What you will do
Search the records below for the word "parse". Pull out each line that has it.

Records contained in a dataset

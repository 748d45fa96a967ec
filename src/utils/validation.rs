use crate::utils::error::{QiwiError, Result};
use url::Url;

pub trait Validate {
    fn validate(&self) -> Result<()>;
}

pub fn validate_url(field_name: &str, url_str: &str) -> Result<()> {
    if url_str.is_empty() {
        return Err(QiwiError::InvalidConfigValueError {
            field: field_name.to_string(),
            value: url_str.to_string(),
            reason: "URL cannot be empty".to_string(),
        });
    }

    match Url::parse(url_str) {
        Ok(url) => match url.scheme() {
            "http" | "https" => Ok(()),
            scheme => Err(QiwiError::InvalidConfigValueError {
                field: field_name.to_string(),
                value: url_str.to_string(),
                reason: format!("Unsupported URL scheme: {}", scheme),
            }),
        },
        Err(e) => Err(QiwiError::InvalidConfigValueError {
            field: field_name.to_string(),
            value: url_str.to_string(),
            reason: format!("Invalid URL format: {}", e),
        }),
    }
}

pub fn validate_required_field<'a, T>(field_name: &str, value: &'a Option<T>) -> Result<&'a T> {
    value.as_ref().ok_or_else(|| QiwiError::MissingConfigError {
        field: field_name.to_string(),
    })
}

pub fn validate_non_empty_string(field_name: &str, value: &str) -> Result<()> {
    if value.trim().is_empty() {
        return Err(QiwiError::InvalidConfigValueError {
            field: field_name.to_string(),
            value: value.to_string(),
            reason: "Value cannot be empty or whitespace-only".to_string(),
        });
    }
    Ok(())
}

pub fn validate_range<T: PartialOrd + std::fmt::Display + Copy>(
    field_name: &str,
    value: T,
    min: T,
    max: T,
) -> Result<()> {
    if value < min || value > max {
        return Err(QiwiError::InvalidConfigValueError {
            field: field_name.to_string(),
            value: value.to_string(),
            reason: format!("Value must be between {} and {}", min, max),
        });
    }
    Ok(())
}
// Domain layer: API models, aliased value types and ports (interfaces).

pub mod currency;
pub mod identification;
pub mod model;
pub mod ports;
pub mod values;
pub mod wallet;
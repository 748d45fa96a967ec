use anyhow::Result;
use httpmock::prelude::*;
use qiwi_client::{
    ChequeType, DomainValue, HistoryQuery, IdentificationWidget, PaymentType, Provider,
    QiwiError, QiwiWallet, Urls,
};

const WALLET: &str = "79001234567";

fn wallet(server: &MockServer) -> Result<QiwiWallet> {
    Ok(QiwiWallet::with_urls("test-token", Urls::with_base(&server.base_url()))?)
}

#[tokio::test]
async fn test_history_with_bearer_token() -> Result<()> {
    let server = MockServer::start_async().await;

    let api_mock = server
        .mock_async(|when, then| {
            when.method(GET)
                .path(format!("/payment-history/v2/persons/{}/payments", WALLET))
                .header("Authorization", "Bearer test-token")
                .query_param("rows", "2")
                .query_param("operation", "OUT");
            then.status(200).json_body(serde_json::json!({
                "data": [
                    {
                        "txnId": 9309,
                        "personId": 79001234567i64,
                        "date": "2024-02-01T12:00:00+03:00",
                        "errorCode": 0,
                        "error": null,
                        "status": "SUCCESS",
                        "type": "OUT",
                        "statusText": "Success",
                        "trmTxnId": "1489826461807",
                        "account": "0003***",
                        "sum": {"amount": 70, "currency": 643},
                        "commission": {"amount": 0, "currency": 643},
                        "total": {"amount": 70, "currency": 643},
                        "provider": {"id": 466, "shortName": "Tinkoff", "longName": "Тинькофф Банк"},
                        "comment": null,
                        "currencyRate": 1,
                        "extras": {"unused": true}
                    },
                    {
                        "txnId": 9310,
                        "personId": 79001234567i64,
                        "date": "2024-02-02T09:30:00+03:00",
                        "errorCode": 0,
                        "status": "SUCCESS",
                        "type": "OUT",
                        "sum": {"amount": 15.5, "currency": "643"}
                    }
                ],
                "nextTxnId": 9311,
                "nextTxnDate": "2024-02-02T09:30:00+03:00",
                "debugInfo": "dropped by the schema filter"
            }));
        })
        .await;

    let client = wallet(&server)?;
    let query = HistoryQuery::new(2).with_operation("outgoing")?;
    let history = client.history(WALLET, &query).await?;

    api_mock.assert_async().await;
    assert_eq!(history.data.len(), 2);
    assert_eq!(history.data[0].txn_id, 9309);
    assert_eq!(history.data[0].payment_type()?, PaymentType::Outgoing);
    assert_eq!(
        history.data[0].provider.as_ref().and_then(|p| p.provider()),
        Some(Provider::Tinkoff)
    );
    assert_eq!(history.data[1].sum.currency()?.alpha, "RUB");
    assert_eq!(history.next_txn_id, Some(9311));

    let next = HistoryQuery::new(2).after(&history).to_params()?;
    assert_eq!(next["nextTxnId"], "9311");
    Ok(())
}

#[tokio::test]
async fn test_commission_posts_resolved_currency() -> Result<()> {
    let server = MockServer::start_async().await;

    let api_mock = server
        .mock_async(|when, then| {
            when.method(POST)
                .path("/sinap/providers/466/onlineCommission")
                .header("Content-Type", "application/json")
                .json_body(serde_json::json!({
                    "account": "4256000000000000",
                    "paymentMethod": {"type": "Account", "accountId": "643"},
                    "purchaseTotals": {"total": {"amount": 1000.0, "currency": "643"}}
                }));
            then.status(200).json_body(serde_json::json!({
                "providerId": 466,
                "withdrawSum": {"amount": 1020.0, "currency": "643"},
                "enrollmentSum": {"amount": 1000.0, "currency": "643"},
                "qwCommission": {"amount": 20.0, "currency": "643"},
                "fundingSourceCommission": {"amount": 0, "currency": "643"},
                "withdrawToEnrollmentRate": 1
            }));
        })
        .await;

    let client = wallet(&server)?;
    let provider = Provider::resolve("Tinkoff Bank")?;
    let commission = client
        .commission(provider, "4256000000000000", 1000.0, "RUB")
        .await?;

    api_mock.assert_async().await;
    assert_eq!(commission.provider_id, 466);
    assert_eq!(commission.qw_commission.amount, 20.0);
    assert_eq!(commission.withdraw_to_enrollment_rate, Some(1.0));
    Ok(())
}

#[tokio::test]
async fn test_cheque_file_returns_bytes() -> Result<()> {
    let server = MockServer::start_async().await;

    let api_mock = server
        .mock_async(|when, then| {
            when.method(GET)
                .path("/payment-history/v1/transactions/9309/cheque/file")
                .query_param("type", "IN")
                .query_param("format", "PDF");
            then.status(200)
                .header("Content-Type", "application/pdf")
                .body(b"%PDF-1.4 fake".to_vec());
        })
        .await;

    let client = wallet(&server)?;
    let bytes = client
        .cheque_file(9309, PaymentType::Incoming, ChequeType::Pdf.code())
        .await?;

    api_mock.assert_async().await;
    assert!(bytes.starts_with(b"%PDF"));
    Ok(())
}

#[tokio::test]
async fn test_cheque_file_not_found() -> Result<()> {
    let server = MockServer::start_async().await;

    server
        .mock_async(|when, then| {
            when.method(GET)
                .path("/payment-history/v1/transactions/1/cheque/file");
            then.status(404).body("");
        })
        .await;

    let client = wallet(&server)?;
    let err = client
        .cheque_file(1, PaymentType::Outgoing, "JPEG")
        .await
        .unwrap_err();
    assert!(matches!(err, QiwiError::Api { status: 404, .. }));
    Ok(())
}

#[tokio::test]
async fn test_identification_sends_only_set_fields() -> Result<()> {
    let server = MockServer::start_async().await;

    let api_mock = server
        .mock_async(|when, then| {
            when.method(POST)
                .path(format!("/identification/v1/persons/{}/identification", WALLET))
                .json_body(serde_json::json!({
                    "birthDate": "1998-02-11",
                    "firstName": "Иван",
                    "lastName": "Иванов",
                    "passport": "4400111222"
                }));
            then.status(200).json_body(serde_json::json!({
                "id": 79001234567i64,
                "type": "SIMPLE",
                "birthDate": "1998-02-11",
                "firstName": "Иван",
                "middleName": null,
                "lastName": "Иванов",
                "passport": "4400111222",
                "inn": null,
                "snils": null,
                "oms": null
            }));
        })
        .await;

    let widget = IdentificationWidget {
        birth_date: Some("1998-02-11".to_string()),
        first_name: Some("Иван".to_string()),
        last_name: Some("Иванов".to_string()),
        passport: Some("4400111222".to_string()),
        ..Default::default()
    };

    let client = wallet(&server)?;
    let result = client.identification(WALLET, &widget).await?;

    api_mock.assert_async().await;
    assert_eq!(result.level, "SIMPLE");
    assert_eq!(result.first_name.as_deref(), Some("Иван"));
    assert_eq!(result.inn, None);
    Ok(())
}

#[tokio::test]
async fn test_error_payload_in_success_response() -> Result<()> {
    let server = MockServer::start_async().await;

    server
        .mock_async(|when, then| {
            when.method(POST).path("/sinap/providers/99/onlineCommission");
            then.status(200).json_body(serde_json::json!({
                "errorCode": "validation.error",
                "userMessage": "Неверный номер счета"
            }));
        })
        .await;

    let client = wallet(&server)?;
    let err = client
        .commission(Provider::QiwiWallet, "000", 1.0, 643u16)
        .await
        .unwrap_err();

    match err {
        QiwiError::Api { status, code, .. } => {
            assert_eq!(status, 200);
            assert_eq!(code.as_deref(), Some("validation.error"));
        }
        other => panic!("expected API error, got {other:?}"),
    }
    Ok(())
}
* * *
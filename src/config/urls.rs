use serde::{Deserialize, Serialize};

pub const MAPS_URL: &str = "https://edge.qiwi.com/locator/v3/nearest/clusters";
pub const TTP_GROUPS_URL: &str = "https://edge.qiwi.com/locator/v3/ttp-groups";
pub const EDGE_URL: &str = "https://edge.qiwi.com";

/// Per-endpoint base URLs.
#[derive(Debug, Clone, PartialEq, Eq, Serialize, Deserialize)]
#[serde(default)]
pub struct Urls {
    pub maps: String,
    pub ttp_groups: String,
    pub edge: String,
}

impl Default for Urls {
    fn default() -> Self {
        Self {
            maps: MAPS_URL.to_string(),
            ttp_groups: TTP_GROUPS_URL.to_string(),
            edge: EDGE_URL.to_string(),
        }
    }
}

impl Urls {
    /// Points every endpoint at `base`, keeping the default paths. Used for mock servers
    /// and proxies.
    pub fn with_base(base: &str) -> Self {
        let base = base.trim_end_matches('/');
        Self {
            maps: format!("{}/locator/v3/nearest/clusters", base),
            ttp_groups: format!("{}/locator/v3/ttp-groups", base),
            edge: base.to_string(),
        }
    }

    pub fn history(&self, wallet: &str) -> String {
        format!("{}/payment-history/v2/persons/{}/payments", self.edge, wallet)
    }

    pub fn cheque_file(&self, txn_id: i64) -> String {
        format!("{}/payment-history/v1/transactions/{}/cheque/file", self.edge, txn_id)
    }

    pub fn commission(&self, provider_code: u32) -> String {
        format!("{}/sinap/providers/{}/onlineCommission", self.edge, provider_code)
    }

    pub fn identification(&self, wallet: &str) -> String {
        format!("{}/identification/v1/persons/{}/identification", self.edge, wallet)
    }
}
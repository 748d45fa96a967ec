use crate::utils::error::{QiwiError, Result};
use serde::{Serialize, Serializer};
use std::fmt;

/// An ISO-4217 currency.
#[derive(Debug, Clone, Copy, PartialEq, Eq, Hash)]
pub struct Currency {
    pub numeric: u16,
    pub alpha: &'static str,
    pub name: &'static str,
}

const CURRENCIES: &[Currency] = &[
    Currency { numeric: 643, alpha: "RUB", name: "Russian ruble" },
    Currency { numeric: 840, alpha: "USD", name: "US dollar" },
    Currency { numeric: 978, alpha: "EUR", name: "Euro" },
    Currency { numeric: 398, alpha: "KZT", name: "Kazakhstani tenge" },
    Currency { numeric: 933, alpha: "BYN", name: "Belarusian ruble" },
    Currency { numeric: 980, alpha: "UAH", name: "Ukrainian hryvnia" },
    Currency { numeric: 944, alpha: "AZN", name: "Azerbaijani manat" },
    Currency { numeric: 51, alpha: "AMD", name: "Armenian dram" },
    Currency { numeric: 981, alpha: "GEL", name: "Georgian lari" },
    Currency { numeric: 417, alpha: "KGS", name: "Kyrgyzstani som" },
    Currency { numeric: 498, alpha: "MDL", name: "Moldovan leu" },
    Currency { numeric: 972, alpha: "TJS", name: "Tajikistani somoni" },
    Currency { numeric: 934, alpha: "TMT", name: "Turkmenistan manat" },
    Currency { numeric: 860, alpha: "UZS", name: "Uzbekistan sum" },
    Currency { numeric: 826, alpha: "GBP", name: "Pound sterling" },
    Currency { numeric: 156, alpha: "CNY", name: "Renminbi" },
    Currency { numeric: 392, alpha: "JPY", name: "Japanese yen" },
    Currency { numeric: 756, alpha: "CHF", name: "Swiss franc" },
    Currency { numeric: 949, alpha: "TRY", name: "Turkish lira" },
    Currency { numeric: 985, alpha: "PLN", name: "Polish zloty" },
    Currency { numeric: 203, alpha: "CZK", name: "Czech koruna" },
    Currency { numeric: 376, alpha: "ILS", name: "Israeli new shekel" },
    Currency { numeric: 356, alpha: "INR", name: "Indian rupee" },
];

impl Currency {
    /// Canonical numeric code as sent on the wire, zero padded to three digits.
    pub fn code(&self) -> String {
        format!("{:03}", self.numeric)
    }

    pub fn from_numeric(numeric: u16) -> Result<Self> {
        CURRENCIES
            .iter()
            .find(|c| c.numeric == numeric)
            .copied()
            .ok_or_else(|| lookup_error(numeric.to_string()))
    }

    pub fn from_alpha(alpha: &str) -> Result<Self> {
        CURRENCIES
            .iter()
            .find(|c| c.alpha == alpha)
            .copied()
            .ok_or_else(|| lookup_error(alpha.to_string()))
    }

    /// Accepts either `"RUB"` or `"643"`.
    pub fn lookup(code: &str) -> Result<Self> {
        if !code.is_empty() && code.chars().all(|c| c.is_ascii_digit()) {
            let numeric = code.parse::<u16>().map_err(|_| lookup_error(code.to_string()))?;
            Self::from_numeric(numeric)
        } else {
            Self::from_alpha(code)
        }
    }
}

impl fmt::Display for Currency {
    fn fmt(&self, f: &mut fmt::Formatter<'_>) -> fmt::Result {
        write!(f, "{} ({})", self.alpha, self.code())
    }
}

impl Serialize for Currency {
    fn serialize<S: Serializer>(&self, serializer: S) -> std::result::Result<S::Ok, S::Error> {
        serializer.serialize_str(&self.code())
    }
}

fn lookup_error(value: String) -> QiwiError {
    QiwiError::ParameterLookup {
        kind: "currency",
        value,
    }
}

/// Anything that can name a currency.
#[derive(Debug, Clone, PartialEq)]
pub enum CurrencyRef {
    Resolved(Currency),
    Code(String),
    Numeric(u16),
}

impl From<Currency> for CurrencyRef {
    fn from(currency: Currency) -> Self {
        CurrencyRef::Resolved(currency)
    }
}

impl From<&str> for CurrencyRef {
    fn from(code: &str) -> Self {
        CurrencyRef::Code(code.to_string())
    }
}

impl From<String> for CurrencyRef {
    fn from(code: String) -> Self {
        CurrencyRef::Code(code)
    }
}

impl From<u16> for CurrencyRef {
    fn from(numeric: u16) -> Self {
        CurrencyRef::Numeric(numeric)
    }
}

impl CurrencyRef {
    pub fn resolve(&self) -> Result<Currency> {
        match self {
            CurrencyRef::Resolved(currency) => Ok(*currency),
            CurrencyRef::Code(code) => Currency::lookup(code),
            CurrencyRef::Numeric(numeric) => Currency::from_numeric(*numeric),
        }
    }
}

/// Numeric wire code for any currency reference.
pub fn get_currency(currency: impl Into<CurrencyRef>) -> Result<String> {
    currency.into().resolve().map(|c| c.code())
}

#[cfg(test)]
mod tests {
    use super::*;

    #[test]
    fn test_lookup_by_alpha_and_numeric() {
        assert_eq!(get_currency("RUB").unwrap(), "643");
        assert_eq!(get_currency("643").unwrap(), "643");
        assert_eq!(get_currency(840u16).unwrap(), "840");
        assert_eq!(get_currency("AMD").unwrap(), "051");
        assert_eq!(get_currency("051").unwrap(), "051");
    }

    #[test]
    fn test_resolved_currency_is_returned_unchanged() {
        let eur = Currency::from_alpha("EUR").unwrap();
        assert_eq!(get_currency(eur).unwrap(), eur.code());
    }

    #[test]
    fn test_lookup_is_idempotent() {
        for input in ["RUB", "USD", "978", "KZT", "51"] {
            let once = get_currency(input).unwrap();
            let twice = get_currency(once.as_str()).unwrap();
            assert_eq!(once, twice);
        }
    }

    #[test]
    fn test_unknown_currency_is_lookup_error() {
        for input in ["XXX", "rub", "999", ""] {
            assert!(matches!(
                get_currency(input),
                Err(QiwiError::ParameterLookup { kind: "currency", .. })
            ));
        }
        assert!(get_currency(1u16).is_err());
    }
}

Exercise solution
    match Url::parse(url_str) {
            let numeric = code.parse::<u16>().map_err(|_| lookup_error(code.to_string()))?;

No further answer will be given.